Like most UK students, I have studied WW2 from an early age and have been fortunate enough to do so in good schools and colleges with some excellent tutors. Although, overtime we become desensitised to events that we only really encounter in books and classrooms. I did not realise how emotionally-detached I was until I entered the camps. It is a fault of the modern era, in my opinion, that recent generations are so detached and unappreciative of events from the past.
We stayed at the Hotel Galicja in Oświęcim (Poland) which offered great hospitality with a picturesque and ornate exterior. On our journey to the original Auschwitz camp, the tour guide, Chuni Kahan, provided us with Holocaust Awareness booklets, a timeline of cumulative radicalism up to and including the Nazi era and some tasty food! He is such a sweet man and clearly dedicated to keeping the memory of victims alive and pursuing the communication of the knowledge and lessons that have come from the past.
First we went to the original labour camp, Auschwitz I. All the buildings are still intact, barbed wire fences in the same place, the 'Arbeit Macht Frei' gate still looming over the camp's entrance. As this was the first thing I saw, it did give a shock to my system
- I'll be honest and say that I hadn't fully prepared myself mentally, due to the previously mentioned desensitisation.
The inside of the buildings have been turned into a museum with some areas remining in their original state. All the exhibits were so detailed, each linking to the next seamlessly; from a history nerd's point of view it was amazing (I'm not trying to sound overly upbeat though!). Although, there were also some haunting exhibits in some buildings that began to put things into perspective.
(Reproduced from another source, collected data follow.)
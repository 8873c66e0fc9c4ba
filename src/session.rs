use chrono::{DateTime, Utc};
use chrono_tz::Tz;
use serde_json::Value;

use crate::api::SubmissionOutcome;
use crate::types::{CanonicalBarcode, ScanEvent, assemble};
use crate::utils::format_local_time;

/// Symbologies the camera is asked to look for.
pub const CAPTURE_TYPES: [&str; 9] = [
    "pdf417", "ean13", "ean8", "upc_a", "upc_e", "code128", "code39", "code93", "itf14",
];

#[derive(Debug, Clone, Copy, PartialEq, Eq)]
pub enum Permission {
    Pending,
    Granted,
    Denied,
}

#[derive(Debug, Clone, Copy, PartialEq, Eq)]
pub enum Phase {
    Idle,
    Armed,
    Locked,
}

#[derive(Debug, Clone, Copy, PartialEq, Eq, Default)]
pub struct SessionState {
    pub locked: bool,
    pub camera_on: bool,
    pub torch_on: bool,
    pub submitting: bool,
}

/// What the scanning capability is told to do.
#[derive(Debug, Clone, PartialEq, Eq)]
pub struct CaptureSettings {
    pub active: bool,
    pub torch: bool,
    pub barcode_types: &'static [&'static str],
}

#[derive(thiserror::Error, Debug, Clone, PartialEq, Eq)]
pub enum SessionError {
    #[error("camera permission has not been granted yet")]
    PermissionPending,
    #[error("camera permission was denied")]
    PermissionDenied,
    #[error("camera is already open")]
    CameraAlreadyOpen,
    #[error("camera is already closed")]
    CameraAlreadyClosed,
    #[error("torch needs the camera to be open")]
    CameraOff,
    #[error("no scan is waiting to be cleared")]
    NotLocked,
    #[error("the last scan is still being submitted")]
    SubmissionInFlight,
}

/// Outcome of a submission, as shown to the operator.
#[derive(Debug, Clone, PartialEq)]
pub enum Notice {
    Submitted {
        payload: Value,
        scanned_at: Option<DateTime<Utc>>,
    },
    Rejected,
    TransportFailure,
}

impl Notice {
    pub fn message(&self, tz: Tz) -> String {
        match self {
            Notice::Submitted {
                scanned_at: Some(at),
                ..
            } => format!(
                "Código de barras cadastrado com sucesso (lido em {})",
                format_local_time(at, tz)
            ),
            Notice::Submitted { .. } => "Código de barras cadastrado com sucesso".to_string(),
            Notice::Rejected => "O servidor recusou o cadastro do código de barras".to_string(),
            Notice::TransportFailure => {
                "Não foi possível cadastrar o código de barras: falha de comunicação".to_string()
            }
        }
    }
}

/// Owns the state of one scanning screen. Accepts a single scan, then stays
/// locked until the operator asks to scan again.
#[derive(Debug)]
pub struct ScanSession {
    permission: Permission,
    state: SessionState,
    pending: Option<CanonicalBarcode>,
}

impl Default for ScanSession {
    fn default() -> Self {
        Self::new()
    }
}

impl ScanSession {
    pub fn new() -> Self {
        Self {
            permission: Permission::Pending,
            state: SessionState::default(),
            pending: None,
        }
    }

    pub fn permission(&self) -> Permission {
        self.permission
    }

    pub fn state(&self) -> SessionState {
        self.state
    }

    pub fn phase(&self) -> Phase {
        if self.state.locked {
            Phase::Locked
        } else if self.state.camera_on {
            Phase::Armed
        } else {
            Phase::Idle
        }
    }

    pub fn capture_settings(&self) -> CaptureSettings {
        CaptureSettings {
            active: self.phase() == Phase::Armed,
            torch: self.state.camera_on && self.state.torch_on,
            barcode_types: &CAPTURE_TYPES,
        }
    }

    /// Records the platform's answer to the camera permission prompt. A denial
    /// is final.
    pub fn resolve_permission(&mut self, granted: bool) {
        if self.permission == Permission::Denied {
            return;
        }
        self.permission = if granted {
            Permission::Granted
        } else {
            Permission::Denied
        };
        tracing::info!(permission = ?self.permission, "camera permission resolved");
    }

    fn require_permission(&self) -> Result<(), SessionError> {
        match self.permission {
            Permission::Granted => Ok(()),
            Permission::Pending => Err(SessionError::PermissionPending),
            Permission::Denied => Err(SessionError::PermissionDenied),
        }
    }

    pub fn open_camera(&mut self) -> Result<(), SessionError> {
        self.require_permission()?;
        if self.state.camera_on {
            return Err(SessionError::CameraAlreadyOpen);
        }
        self.state.camera_on = true;
        tracing::debug!(phase = ?self.phase(), "camera opened");
        Ok(())
    }

    pub fn close_camera(&mut self) -> Result<(), SessionError> {
        self.require_permission()?;
        if !self.state.camera_on {
            return Err(SessionError::CameraAlreadyClosed);
        }
        self.state.camera_on = false;
        self.state.torch_on = false;
        tracing::debug!(phase = ?self.phase(), "camera closed");
        Ok(())
    }

    /// Flips the torch and returns its new state.
    pub fn toggle_torch(&mut self) -> Result<bool, SessionError> {
        self.require_permission()?;
        if !self.state.camera_on {
            return Err(SessionError::CameraOff);
        }
        self.state.torch_on = !self.state.torch_on;
        Ok(self.state.torch_on)
    }

    /// Takes a scan while armed, locking the session and marking the record as
    /// being submitted. Scans that arrive in any other phase are dropped.
    pub fn accept_scan(&mut self, event: &ScanEvent, now: DateTime<Utc>) -> Option<CanonicalBarcode> {
        if self.phase() != Phase::Armed {
            tracing::debug!(phase = ?self.phase(), data = %event.raw_data, "scan ignored");
            return None;
        }
        let record = assemble(&event.raw_type, &event.raw_data, now);
        if !record.symbology.is_known() {
            tracing::warn!(raw_type = %event.raw_type, "unrecognized symbology");
        }
        self.state.locked = true;
        self.state.submitting = true;
        self.pending = Some(record.clone());
        Some(record)
    }

    pub fn complete_submission(&mut self, outcome: SubmissionOutcome) -> Notice {
        self.state.submitting = false;
        let record = self.pending.take();
        match outcome {
            SubmissionOutcome::Accepted(payload) => Notice::Submitted {
                payload,
                scanned_at: record.map(|r| r.scanned_at),
            },
            SubmissionOutcome::Rejected => Notice::Rejected,
            SubmissionOutcome::TransportFailure => Notice::TransportFailure,
        }
    }

    pub fn scan_again(&mut self) -> Result<(), SessionError> {
        if !self.state.locked {
            return Err(SessionError::NotLocked);
        }
        if self.state.submitting {
            return Err(SessionError::SubmissionInFlight);
        }
        self.state.locked = false;
        tracing::debug!(phase = ?self.phase(), "session unlocked");
        Ok(())
    }
}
One room was empty, all for a glass case that scaled the length of a wall. In this case lay the remnants of women's hair...tonnes of it, some remaining in plaited form - the hair that had been scraped from their heads whilst alive. It is a Jewish belief that all parts of the body should be buried, so it shows that every Nazis action in the camp process had an ideological punishment behind it. Another room had a similar case filled with the apparatus of disabled Jews: wheelchairs, crutches, even prosthetic limbs - for context, the Nazis saw themselves as the super race and did not tolerate, what they saw as, weakness in any form. I really started to grasp emotions after seeing these and when we entered one of the final rooms. This was basically a corridor, lined for the full length of both sides with a museum case, containing suitcases, shoes, glasses, property, toys of those who had entered the camp in just the last two weeks (*not sure if exact*) of the camp's running. It was heartbreaking. You could see that they had no idea what was waiting for them when they were to disembark their trains.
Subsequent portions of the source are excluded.